I mean that all the hardwards inside iMac 2019 can only support PCIe 3.0 and older devices, including the GPU.
PCIe 4.0 nVME SSDs are backward compatible, which means they will function like an PCIe 3.0 device inside iMac 2019.

If you want to utilize the PCIe 4.0 or later protocol, you will need external devices that support.
 

Rtjr

macrumors newbie
Original poster
Jan 29, 2024
13
0
Thanks for the reply. I am about to change the Fusion Drive out with a new nvme ssd and also change the hdd to a ssd.
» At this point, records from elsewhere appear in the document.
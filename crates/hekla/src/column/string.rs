//   Copyright (c) 2024-2026 Anton Kundenko <singaraiona@gmail.com>
//   All rights reserved.
//
//   Permission is hereby granted, free of charge, to any person obtaining a copy
//   of this software and associated documentation files (the "Software"), to deal
//   in the Software without restriction, including without limitation the rights
//   to use, copy, modify, merge, publish, distribute, sublicense, and/or sell
//   copies of the Software, and to permit persons to whom the Software is
//   furnished to do so, subject to the following conditions:
//
//   The above copyright notice and this permission notice shall be included in all
//   copies or substantial portions of the Software.
//
//   THE SOFTWARE IS PROVIDED "AS IS", WITHOUT WARRANTY OF ANY KIND, EXPRESS OR
//   IMPLIED, INCLUDING BUT NOT LIMITED TO THE WARRANTIES OF MERCHANTABILITY,
//   FITNESS FOR A PARTICULAR PURPOSE AND NONINFRINGEMENT. IN NO EVENT SHALL THE
//   AUTHORS OR COPYRIGHT HOLDERS BE LIABLE FOR ANY CLAIM, DAMAGES OR OTHER
//   LIABILITY, WHETHER IN AN ACTION OF CONTRACT, TORT OR OTHERWISE, ARISING FROM,
//   OUT OF OR IN CONNECTION WITH THE SOFTWARE OR THE USE OR OTHER DEALINGS IN THE
//   SOFTWARE.

//! Variable-length UTF-8 columns and dictionary-encoded categoricals.

use std::sync::Arc;

use crate::column::bitmap::Bitmap;
use crate::error::{Error, Result};
use crate::mem::Buffer;

/// Null sentinel in categorical code buffers.
pub const NULL_CODE: u32 = 0xFFFF_FFFF;

// ---------------------------------------------------------------------------
// StrArray
// ---------------------------------------------------------------------------

/// Variable-length UTF-8 column: `len + 1` monotonic byte offsets into a
/// shared bytes arena. UTF-8 validity is a precondition on ingress; readers
/// assume it.
#[derive(Clone, Debug)]
pub struct StrArray {
    offsets: Buffer<i32>,
    bytes: Buffer<u8>,
    validity: Option<Bitmap>,
}

impl StrArray {
    /// Wrap raw parts. `offsets` must be monotonic non-decreasing with
    /// `offsets[0] >= 0` and `offsets[len]` within `bytes`.
    pub fn new(offsets: Buffer<i32>, bytes: Buffer<u8>, validity: Option<Bitmap>) -> Result<Self> {
        if offsets.is_empty() {
            return Err(Error::internal("string column requires len + 1 offsets"));
        }
        if let Some(v) = &validity {
            if v.len() != offsets.len() - 1 {
                return Err(Error::shape(format!(
                    "string validity length {} does not match column length {}",
                    v.len(),
                    offsets.len() - 1
                )));
            }
        }
        Ok(StrArray {
            offsets,
            bytes,
            validity,
        })
    }

    pub fn from_strs<S: AsRef<str>>(values: &[S]) -> Result<Self> {
        let mut b = crate::column::builder::StrBuilder::with_capacity(values.len())?;
        for v in values {
            b.append_value(v.as_ref())?;
        }
        b.finish()
    }

    pub fn from_opt_strs<S: AsRef<str>>(values: &[Option<S>]) -> Result<Self> {
        let mut b = crate::column::builder::StrBuilder::with_capacity(values.len())?;
        for v in values {
            match v {
                Some(v) => b.append_value(v.as_ref())?,
                None => b.append_null()?,
            }
        }
        b.finish()
    }

    pub fn len(&self) -> usize {
        self.offsets.len() - 1
    }

    pub fn is_empty(&self) -> bool {
        self.len() == 0
    }

    pub fn offsets(&self) -> &[i32] {
        self.offsets.as_slice()
    }

    pub fn bytes(&self) -> &[u8] {
        self.bytes.as_slice()
    }

    pub fn validity(&self) -> Option<&Bitmap> {
        self.validity.as_ref()
    }

    #[inline]
    pub fn is_valid(&self, i: usize) -> bool {
        self.validity.as_ref().map_or(true, |b| b.get(i))
    }

    /// The string at row `i`, ignoring validity.
    #[inline]
    pub fn value(&self, i: usize) -> &str {
        let offsets = self.offsets.as_slice();
        let start = offsets[i] as usize;
        let end = offsets[i + 1] as usize;
        // UTF-8 validity is an ingress precondition.
        unsafe { std::str::from_utf8_unchecked(&self.bytes.as_slice()[start..end]) }
    }

    #[inline]
    pub fn get(&self, i: usize) -> Option<&str> {
        if self.is_valid(i) {
            Some(self.value(i))
        } else {
            None
        }
    }

    pub fn null_count(&self) -> usize {
        self.validity.as_ref().map_or(0, |b| b.count_zeros())
    }

    /// Zero-copy row window: offsets stay absolute into the shared arena.
    pub fn slice(&self, offset: usize, len: usize) -> Self {
        StrArray {
            offsets: self.offsets.slice(offset, len + 1),
            bytes: self.bytes.clone(),
            validity: self.validity.as_ref().map(|b| b.slice(offset, len)),
        }
    }

    pub fn iter(&self) -> impl Iterator<Item = Option<&str>> + '_ {
        (0..self.len()).map(move |i| self.get(i))
    }
}

// ---------------------------------------------------------------------------
// CatArray
// ---------------------------------------------------------------------------

/// Dictionary-encoded strings: a `u32` code per row indexing a shared,
/// refcounted dictionary, with [`NULL_CODE`] marking null.
#[derive(Clone, Debug)]
pub struct CatArray {
    codes: Buffer<u32>,
    dict: Arc<StrArray>,
}

impl CatArray {
    pub fn new(codes: Buffer<u32>, dict: Arc<StrArray>) -> Result<Self> {
        let n_dict = dict.len() as u32;
        for &c in codes.as_slice() {
            if c != NULL_CODE && c >= n_dict {
                return Err(Error::internal(format!(
                    "categorical code {c} out of range for dictionary of {n_dict}"
                )));
            }
        }
        Ok(CatArray { codes, dict })
    }

    pub fn from_strs<S: AsRef<str>>(values: &[Option<S>]) -> Result<Self> {
        let mut b = crate::column::builder::CatBuilder::new();
        for v in values {
            match v {
                Some(v) => b.append_value(v.as_ref())?,
                None => b.append_null()?,
            }
        }
        b.finish()
    }

    pub fn len(&self) -> usize {
        self.codes.len()
    }

    pub fn is_empty(&self) -> bool {
        self.codes.is_empty()
    }

    pub fn codes(&self) -> &[u32] {
        self.codes.as_slice()
    }

    pub fn dict(&self) -> &Arc<StrArray> {
        &self.dict
    }

    #[inline]
    pub fn is_valid(&self, i: usize) -> bool {
        self.codes[i] != NULL_CODE
    }

    #[inline]
    pub fn get(&self, i: usize) -> Option<&str> {
        let code = self.codes[i];
        if code == NULL_CODE {
            None
        } else {
            Some(self.dict.value(code as usize))
        }
    }

    pub fn null_count(&self) -> usize {
        self.codes.iter().filter(|&&c| c == NULL_CODE).count()
    }

    pub fn slice(&self, offset: usize, len: usize) -> Self {
        CatArray {
            codes: self.codes.slice(offset, len),
            dict: self.dict.clone(),
        }
    }

    pub fn iter(&self) -> impl Iterator<Item = Option<&str>> + '_ {
        (0..self.len()).map(move |i| self.get(i))
    }
}

#[cfg(test)]
mod tests {
    use super::*;

    #[test]
    fn str_offsets_invariant() {
        let arr = StrArray::from_strs(&["alpha", "", "gamma"]).unwrap();
        assert_eq!(arr.len(), 3);
        assert_eq!(arr.offsets().len(), 4);
        assert_eq!(arr.value(0), "alpha");
        assert_eq!(arr.value(1), "");
        assert_eq!(arr.value(2), "gamma");
        assert!(arr.offsets().windows(2).all(|w| w[0] <= w[1]));
    }

    #[test]
    fn str_slice_zero_copy() {
        let arr = StrArray::from_strs(&["a", "bb", "ccc", "dddd"]).unwrap();
        let s = arr.slice(1, 2);
        assert_eq!(s.len(), 2);
        assert_eq!(s.value(0), "bb");
        assert_eq!(s.value(1), "ccc");
    }

    #[test]
    fn cat_nulls_via_sentinel() {
        let arr = CatArray::from_strs(&[Some("x"), None, Some("y"), Some("x")]).unwrap();
        assert_eq!(arr.len(), 4);
        assert_eq!(arr.get(0), Some("x"));
        assert_eq!(arr.get(1), None);
        assert_eq!(arr.codes()[0], arr.codes()[3]);
        assert_eq!(arr.codes()[1], NULL_CODE);
        assert_eq!(arr.null_count(), 1);
    }
}
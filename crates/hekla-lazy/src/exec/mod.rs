//   Copyright (c) 2024-2026 Anton Kundenko <singaraiona@gmail.com>
//   All rights reserved.
//
//   Permission is hereby granted, free of charge, to any person obtaining a copy
//   of this software and associated documentation files (the "Software"), to deal
//   in the Software without restriction, including without limitation the rights
//   to use, copy, modify, merge, publish, distribute, sublicense, and/or sell
//   copies of the Software, and to permit persons to whom the Software is
//   furnished to do so, subject to the following conditions:
//
//   The above copyright notice and this permission notice shall be included in all
//   copies or substantial portions of the Software.
//
//   THE SOFTWARE IS PROVIDED "AS IS", WITHOUT WARRANTY OF ANY KIND, EXPRESS OR
//   IMPLIED, INCLUDING BUT NOT LIMITED TO THE WARRANTIES OF MERCHANTABILITY,
//   FITNESS FOR A PARTICULAR PURPOSE AND NONINFRINGEMENT. IN NO EVENT SHALL THE
//   AUTHORS OR COPYRIGHT HOLDERS BE LIABLE FOR ANY CLAIM, DAMAGES OR OTHER
//   LIABILITY, WHETHER IN AN ACTION OF CONTRACT, TORT OR OTHERWISE, ARISING FROM,
//   OUT OF OR IN CONNECTION WITH THE SOFTWARE OR THE USE OR OTHER DEALINGS IN THE
//   SOFTWARE.

//! The physical executor.
//!
//! Streaming operators (scan, filter, elementwise project/with-column,
//! limit, udf, melt) pull batches through [`stream`]; pipeline breakers
//! (sort, aggregate, join, pivot, cache, and any projection containing an
//! aggregation or window) materialize their input first. The `Cache` node
//! materializes once into a process-global map keyed by the child plan's
//! structural hash.

pub mod eval;
pub mod reshape;

use std::collections::HashMap;
use std::sync::{Arc, Mutex, OnceLock};

use log::debug;

use hekla::groupby::{self, AggKind};
use hekla::sort::SortKey;
use hekla::{Column, Error, Frame, Result};

use crate::expr::Expr;
use crate::pipeline::SourceCtx;
use crate::plan::{LogicalPlan, ScanSource};

/// Pull-based batch stream: `None` is end of stream.
pub type BatchStream = Box<dyn FnMut() -> Result<Option<Frame>>>;

// ---------------------------------------------------------------------------
// Cache
// ---------------------------------------------------------------------------

fn cache_map() -> &'static Mutex<HashMap<u64, Arc<Frame>>> {
    static CACHE: OnceLock<Mutex<HashMap<u64, Arc<Frame>>>> = OnceLock::new();
    CACHE.get_or_init(|| Mutex::new(HashMap::new()))
}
Will changing out the gpu make this computer up to date? PCI’s 5.0 is out now. Would that work in my computer if I changed the gpu or the cpu also?
 

DeltaMac

macrumors G5
Jul 30, 2003
13,754
4,579
Delaware
You would have to change out the supporting chipset, too.
Other than that mod (highly unlikely to ever happen), the 2019 iMac does not support PCIe 4, let alone PCIe 5.
As mentioned above, PCIe 4 should clock down to PCIe 3. I suppose PCIe 5 will also clock down, but unknown for sure.
(The chipset/bus does not magically upgrade to PCIe 5, just because you plug a newer device into a socket... You get PCIe 3, as that is what the chipset (and the logic board) is designed to support.
You won't get anywhere close to the advertised speed on a PCIe 5 device.
 

Rtjr

macrumors newbie
Original poster
Jan 29, 2024
13
0
Thanks. That was some good advice. I appreciate it. Could you tell me what speeds the pcie 3.0 normally produce? Or what top speed has anyone ever got by changing the nvme to a newer one? with pcie 3.0.
 

PaulD-UK

macrumors 6502a
Oct 23, 2009
906
506
A good result for TB3 is 2800MB/s R/W.
That is because of the 40Gb/s TB3 data rate only about 22Gb/s is available for PCIe 3 data transfer.
The rest is reserved for DisplayPort video and various encoding losses.

You generally got better results with Mac OS using an NVMe SSD with DRAM to hold the data allocation database.
More recent SSDs tend to use other methods.